Oh but I remember the first time I stood here, small and trembling against the cold in my filthy rags, my teeth shattering so hard they echoed back from the very walls of the mountains.
Oh but I remember how my frozen feet refused to move, bonded themselves, grew roots down into the stone and I was so afraid. After all I had seen, done, received I could still taste the fear of this place. The young Serein who had brought me here disappeared into the darkness and I could not move. I stood there until every part of my body had turned into crisp ice that burned me to pieces and I stood there until the night storms clawed at me with their vicious hands and I prayed that I would die but I could not move.
How many times have I thought of that moment.
How many times have I thought of that moment and wondered.
Wondered what would have happened if I had found the courage to move my feet, step back, another step, and another, until I would step into freedom.
Sometimes I saw the ledge drop away from me as I slid into nothingness, crashing against welcome rock, clear pain and the shattering of my bones and limbs taking away the fear that I could not stand to bear.
But I did not take those steps.
I did not take the only chance I could have had to escape the damnation of the sunsets and the sunrises.
I just stood there until the servants came and they carried me inside.
I never fought them, and I had lost my chance of salvation.
It was morning, I stood outside the doors and the tears on my face were freezing.
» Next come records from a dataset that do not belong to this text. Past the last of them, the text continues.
//! Theoretical throughput and latency across concurrency or tensor parallelism.
//!
//! Each point re-evaluates the cost model with one knob replaced. When
//! benchmark rows are available the sweep follows their axis values and
//! attaches measured numbers and efficiency.

use serde::Serialize;

use crate::benchmark::BenchmarkRow;
use crate::input::InputError;
use crate::model::{evaluate, ModelSpec, WorkloadConfig};

/// Knob varied along the x-axis.
#[derive(Debug, Clone, Copy, PartialEq, Eq, Serialize)]
pub enum Axis {
    Concurrency,
    TensorParallelism,
}

impl Axis {
    pub fn from_str(s: &str) -> Option<Self> {
        match s.trim().to_lowercase().as_str() {
            "concurrency" | "conc" | "users" => Some(Self::Concurrency),
            "tp" | "tensor-parallelism" | "tensorparallelism" => Some(Self::TensorParallelism),
            _ => None,
        }
    }

    pub fn parse(s: &str) -> Result<Self, InputError> {
        Self::from_str(s).ok_or_else(|| InputError::UnknownAxis(s.to_string()))
    }

    pub fn label(&self) -> &'static str {
        match self {
            Self::Concurrency => "Concurrent Users",
            Self::TensorParallelism => "Tensor Parallelism",
        }
    }

    /// `config` with this axis set to `value`.
    pub fn apply(&self, config: &WorkloadConfig, value: u32) -> WorkloadConfig {
        match self {
            Self::Concurrency => WorkloadConfig {
                concurrent_users: value,
                ..config.clone()
            },
            Self::TensorParallelism => WorkloadConfig {
                tensor_parallelism: value,
                ..config.clone()
            },
        }
    }

    fn of_row(&self, row: &BenchmarkRow) -> u32 {
        match self {
            Self::Concurrency => row.conc,
            Self::TensorParallelism => row.tp,
        }
    }
}

/// One x-axis point.
#[derive(Debug, Clone, PartialEq, Serialize)]
pub struct SweepPoint {
    pub tp: u32,
    pub concurrency: u32,
    pub theoretical_tput_per_gpu: f64,
    pub theoretical_e2e_s: f64,
    pub actual_tput_per_gpu: Option<f64>,
    pub actual_e2e_s: Option<f64>,
    /// Measured throughput as a percentage of theoretical.
    pub throughput_efficiency: Option<f64>,
    /// Theoretical latency as a percentage of measured.
    pub latency_efficiency: Option<f64>,
}

impl SweepPoint {
    pub fn csv_header() -> &'static str {
        "tp,concurrency,theory_tput_gpu,theory_e2e_s,actual_tput_gpu,actual_e2e_s,tput_eff%,latency_eff%"
    }

    pub fn to_csv(&self) -> String {
        format!(
            "{},{},{:.1},{:.3},{},{},{},{}",
            self.tp,
            self.concurrency,
            self.theoretical_tput_per_gpu,
            self.theoretical_e2e_s,
            csv_opt(self.actual_tput_per_gpu, 1),
            csv_opt(self.actual_e2e_s, 3),
            csv_opt(self.throughput_efficiency, 1),
            csv_opt(self.latency_efficiency, 1),
        )
    }
}

fn csv_opt(v: Option<f64>, decimals: usize) -> String {
    v.map(|x| format!("{:.*}", decimals, x)).unwrap_or_default()
}

fn point(config: &WorkloadConfig, model: &ModelSpec, row: Option<&BenchmarkRow>) -> SweepPoint {
    let m = evaluate(config, model);
    let theoretical_e2e_s = m.e2e_latency_ms / 1000.0;
    let actual_tput = row.map(BenchmarkRow::actual_throughput_per_gpu);
    let actual_e2e = row.map(|r| r.e2el_s);

    SweepPoint {
        tp: config.tensor_parallelism,
        concurrency: config.concurrent_users,
        theoretical_tput_per_gpu: m.throughput_per_gpu,
        theoretical_e2e_s,
        actual_tput_per_gpu: actual_tput,
        actual_e2e_s: actual_e2e,
        throughput_efficiency: actual_tput.map(|a| a / m.throughput_per_gpu * 100.0),
        latency_efficiency: actual_e2e.map(|a| theoretical_e2e_s / a * 100.0),
    }
}

/// Theoretical series over explicit axis values.
pub fn sweep_values(config: &WorkloadConfig, model: &ModelSpec, axis: Axis, values: &[u32]) -> Vec<SweepPoint> {
    values
        .iter()
        .map(|&v| point(&axis.apply(config, v), model, None))
        .collect()
}

/// Series over benchmark rows: rows at the current TP when sweeping
/// concurrency, or at the current concurrency when sweeping TP, sorted along
/// the axis. Empty when no row matches.
pub fn sweep_rows(
    config: &WorkloadConfig,
    model: &ModelSpec,
    axis: Axis,
    rows: &[BenchmarkRow],
) -> Vec<SweepPoint> {
    let mut selected: Vec<&BenchmarkRow> = rows
        .iter()
        .filter(|r| match axis {
            Axis::Concurrency => r.tp == config.tensor_parallelism,
            Axis::TensorParallelism => r.conc == config.concurrent_users,
        })
        .collect();
    selected.sort_by_key(|r| axis.of_row(r));

    selected
        .into_iter()
        .map(|row| {
            let at = WorkloadConfig {
                tensor_parallelism: row.tp,
                concurrent_users: row.conc,
                ..config.clone()
            };
            point(&at, model, Some(row))
        })
        .collect()
}
// ============================================================================
// Evaluation
// ============================================================================

/// Every derived quantity for one configuration snapshot.
/// Times in milliseconds, sizes in bytes, compute in FLOP/s.
#[derive(Debug, Clone, Copy, PartialEq, Serialize)]
pub struct Metrics {
    pub total_compute: f64,
    pub total_memory_bandwidth: f64,
    pub compute_bound_threshold: u32,

    // Prefill
    pub matmul_flops: f64,
    pub attention_flops: f64,
    pub prefill_flops: f64,
    /// Time to first token.
    pub prefill_time_ms: f64,

    // Decode
    pub kv_cache_per_token: f64,
    pub avg_seq_length: f64,
    pub kv_cache_per_sequence: f64,
    pub model_weight_bytes: f64,
    pub total_bytes_per_decode: f64,
    /// Time per output token.
    pub decode_time_ms: f64,
    pub e2e_latency_ms: f64,

    // Batch
    pub total_prefill_time_ms: f64,
    pub total_decode_time_ms: f64,
    pub total_time_ms: f64,

    // Chunked prefilling
    pub decode_tokens_used: u32,
    pub available_tokens_for_prefill: i64,
    pub complete_prefills_fit: i64,
    pub total_prefill_tokens_needed: u64,
    pub can_overlap_prefills: bool,
    pub non_overlapped_prefill_tokens: f64,
    pub non_overlapped_prefill_time_ms: f64,
    pub total_time_chunked_ms: f64,
    pub total_time_with_mode_ms: f64,

    // Throughput
    pub total_output_tokens: u64,
    pub throughput: f64,
    pub throughput_per_gpu: f64,
    pub prefill_time_percent: f64,
}

/// Evaluate the full cost model for one configuration.
///
/// A precision the accelerator cannot run is evaluated as FP8, for both the
/// compute rate and the bytes per parameter.
///
/// INVARIANT: Deterministic and side-effect free.
pub fn evaluate(config: &WorkloadConfig, model: &ModelSpec) -> Metrics {
    let spec = config.spec();
    let precision = resolve_precision(config.accelerator, config.precision);
    let bytes = precision.bytes_per_param();
    let tp = config.tensor_parallelism;
    let users = config.concurrent_users;
    let isl = config.input_seq_length;
    let osl = config.output_seq_length;

    let total_compute = total_compute(tp, spec.compute_tflops(precision));
    let total_memory_bandwidth = total_memory_bandwidth(tp, spec.memory_bandwidth);
    let threshold = compute_bound_threshold(total_compute, total_memory_bandwidth, bytes);

    let matmul_flops = matmul_flops(isl, model.model_size);
    let attention_flops = attention_flops(isl, model.hidden_size, model.num_layers);
    let prefill_flops = matmul_flops + attention_flops;
    let prefill_time_ms = compute_time_ms(prefill_flops, total_compute);

    let kv_cache_per_token = kv_cache_per_token(model, bytes);
    let avg_seq_length = avg_seq_length(isl, osl);
    let kv_cache_per_sequence = avg_seq_length * kv_cache_per_token;
    let model_weight_bytes = model_weight_bytes(model.model_size, bytes);
    let total_bytes_per_decode = model_weight_bytes + users as f64 * kv_cache_per_sequence;
    let decode_time_ms = memory_time_ms(total_bytes_per_decode, total_memory_bandwidth);
    let e2e_latency_ms = prefill_time_ms + osl as f64 * decode_time_ms;

    let total_prefill_time_ms = users as f64 * prefill_time_ms;
    let total_decode_time_ms = osl as f64 * decode_time_ms;
    let total_time_ms = total_prefill_time_ms + total_decode_time_ms;

    let available = available_tokens_for_prefill(users);
    let needed = users as u64 * isl as u64;
    let can_overlap = can_overlap_prefills(available, osl, needed);
    let leftover_tokens = non_overlapped_prefill_tokens(users, isl, osl, threshold);
    let leftover_time_ms = compute_time_ms(leftover_tokens * 2.0 * model.parameters(), total_compute);
    let total_time_chunked_ms =
        chunked_total_time_ms(total_decode_time_ms, total_time_ms, can_overlap, leftover_time_ms);
    let total_time_with_mode_ms = if config.chunked_prefill {
        total_time_chunked_ms
    } else {
        total_time_ms
    };

    let total_output_tokens = users as u64 * osl as u64;
    let throughput = throughput(total_output_tokens, total_time_with_mode_ms);

    Metrics {
        total_compute,
        total_memory_bandwidth,
        compute_bound_threshold: threshold,
        matmul_flops,
        attention_flops,
        prefill_flops,
        prefill_time_ms,
        kv_cache_per_token,
        avg_seq_length,
        kv_cache_per_sequence,
        model_weight_bytes,
        total_bytes_per_decode,
        decode_time_ms,
        e2e_latency_ms,
        total_prefill_time_ms,
        total_decode_time_ms,
        total_time_ms,
        decode_tokens_used: users,
        available_tokens_for_prefill: available,
        complete_prefills_fit: complete_prefills_fit(available, isl),
        total_prefill_tokens_needed: needed,
        can_overlap_prefills: can_overlap,
        non_overlapped_prefill_tokens: leftover_tokens,
        non_overlapped_prefill_time_ms: leftover_time_ms,
        total_time_chunked_ms,
        total_time_with_mode_ms,
        total_output_tokens,
        throughput,
        throughput_per_gpu: throughput / tp as f64,
        prefill_time_percent: total_prefill_time_ms / total_time_ms * 100.0,
    }
}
My feet were not bonded to the stone below me, in fact, I could it feel it’s depth vibrating, age old, and trace the twistings that had created this platform from the grey rock, flowed it like wax and set it with intention.
I raised my hands and looked at each one in turn.
They were chaffed, red, calloused but very much my own long thin woman’s hands. I turned my left wrist to let the diamond catch the ever more yellowing rays of the rising sun.
Sephael, I thought, Sephael, you cannot rule me with fear like you ruled that child. I am more than enough to take on your memory. I have come to claim from you what is mine by rights and I will not fear you.
Still, and to be honest, my heart beat high when I stepped through the entrance door into the familiar gloom of Lord Sephael’s keep.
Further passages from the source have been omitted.